Furthermore, this Court will not second-guess trial tactics and
strategy. Baker, 901 P.2d at 59.
Swan first argues that Coder's performance was deficient
because he failed to request an instruction describing how the
lesser included offense of assault should have been considered by
the jury in regard to the aggravated assault charge. Section
46-16-607(2), MCA, requires that a lesser included offense
instruction must be given when there is a proper request by one of
the parties and when, based on the evidence, the jury could be
warranted in finding the defendant guilty of a lesser included
offense. We have previously held that a lesser included offense
instruction is not required if it is not supported by the evidence.

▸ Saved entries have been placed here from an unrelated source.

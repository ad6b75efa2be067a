use ratatui::layout::{Constraint, Direction, Layout, Rect};

use crate::session::mode::GameMode;

/// Rows taken by the answer pad (two labelled button rows plus status).
const PAD_HEIGHT: u16 = 8;
const STATUS_HEIGHT: u16 = 3;
const PAD_ROWS_HEIGHT: u16 = 4;

/// Screen regions of a running quiz. Rendering and mouse hit-testing both
/// derive from this so the dial a click lands on is the dial that was drawn.
#[derive(Clone, Copy, Debug, PartialEq, Eq)]
pub struct QuizLayout {
    pub header: Rect,
    pub progress: Rect,
    pub prompt: Rect,
    pub dial: Rect,
    pub answer: Rect,
    /// Number pad buttons; empty for dial modes.
    pub pad: Rect,
    /// Answer readout and correct/next line below the pad.
    pub status: Rect,
    pub footer: Rect,
}

impl QuizLayout {
    pub fn new(area: Rect, mode: GameMode) -> Self {
        let answer_height = if mode.is_interactive() {
            STATUS_HEIGHT
        } else {
            PAD_HEIGHT
        };

        let vertical = Layout::default()
            .direction(Direction::Vertical)
            .constraints([
                Constraint::Length(1),
                Constraint::Length(3),
                Constraint::Length(2),
                Constraint::Min(6),
                Constraint::Length(answer_height),
                Constraint::Length(1),
            ])
            .split(area);

        let answer = vertical[4];
        let (pad, status) = if mode.is_interactive() {
            (Rect::default(), answer)
        } else {
            let rows = Layout::default()
                .direction(Direction::Vertical)
                .constraints([Constraint::Length(PAD_ROWS_HEIGHT), Constraint::Min(0)])
                .split(answer);
            (centered_rect(80, 100, rows[0]), rows[1])
        };

        Self {
            header: vertical[0],
            progress: vertical[1],
            prompt: vertical[2],
            dial: dial_rect(vertical[3]),
            answer,
            pad,
            status,
            footer: vertical[5],
        }
    }
}

/// Largest rect inside `area` that draws a round dial. Terminal cells are
/// about twice as tall as they are wide, so the dial spans two columns per row.
pub fn dial_rect(area: Rect) -> Rect {
    let height = area.height.min(area.width / 2);
    let width = height * 2;
    let left = area.x + (area.width - width) / 2;
    let top = area.y + (area.height - height) / 2;
    Rect::new(left, top, width, height)
}

pub fn centered_rect(percent_x: u16, percent_y: u16, area: Rect) -> Rect {
    const MIN_POPUP_WIDTH: u16 = 40;
    const MIN_POPUP_HEIGHT: u16 = 7;

    let requested_w = area.width.saturating_mul(percent_x.min(100)) / 100;
    let requested_h = area.height.saturating_mul(percent_y.min(100)) / 100;

    let target_w = requested_w.max(MIN_POPUP_WIDTH).min(area.width);
    let target_h = requested_h.max(MIN_POPUP_HEIGHT).min(area.height);

    let left = area
        .x
        .saturating_add((area.width.saturating_sub(target_w)) / 2);
    let top = area
        .y
        .saturating_add((area.height.saturating_sub(target_h)) / 2);

    Rect::new(left, top, target_w, target_h)
}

State v. Kills on Top (1990), 241 Mont. 378, 394, 787 P.2d 336,
346.
Coder testified at the hearing on Swan's motion for new trial
that he did not believe there was "any evidence to support" a
lesser included offense instruction for the aggravated assault
charge. Coder explained that "simply by virtue of the fact that
those [Toulouse's] injuries were so serious and they were
permanent." Although Toulouse did not testify as to his injuries,
the record supports Coder's assessment of these injuries.
Aggravated assault pursuant to 5 45-5-202(1), MCA, is
committed if the defendant purposely or knowingly causes serious
bodily injury to another. The jury was instructed that "serious
bodily injury" is "bodily injury which creates a substantial risk
of death or which causes serious permanent disfigurement or
protracted loss or impairment of the function or process of any
bodily member or organ." Section 45-2-101(64), MCA. Expert
medical testimony is not required to prove the permanency of an
injury where the permanency is undisputed and apparent from the
nature of the injury itself. State V. Bower (1992), 254 Mont. 1,
10, 833 P.2d 1106, 1112.
The injuries inflicted by Swan on Toulouse were uncontested.
The permanency of these injuries was uncontroverted. Lindsey
Martin testified to the scarring on Toulouse's face, the continuous
tearing of the eye, and the sagging of his eye. Coder properly
interpreted the law in determining that there was not evidence to
support a jury finding of the lesser included offense of assault as
it applied to the aggravated assault charge. We have previously
held that a defense counsel's performance is not deficient as a
matter of law where counsel properly interprets the law. Brown v.
State (Mont. 1996), 922 P.2d 1146, 1152, 53 St. Rep. 692, 696.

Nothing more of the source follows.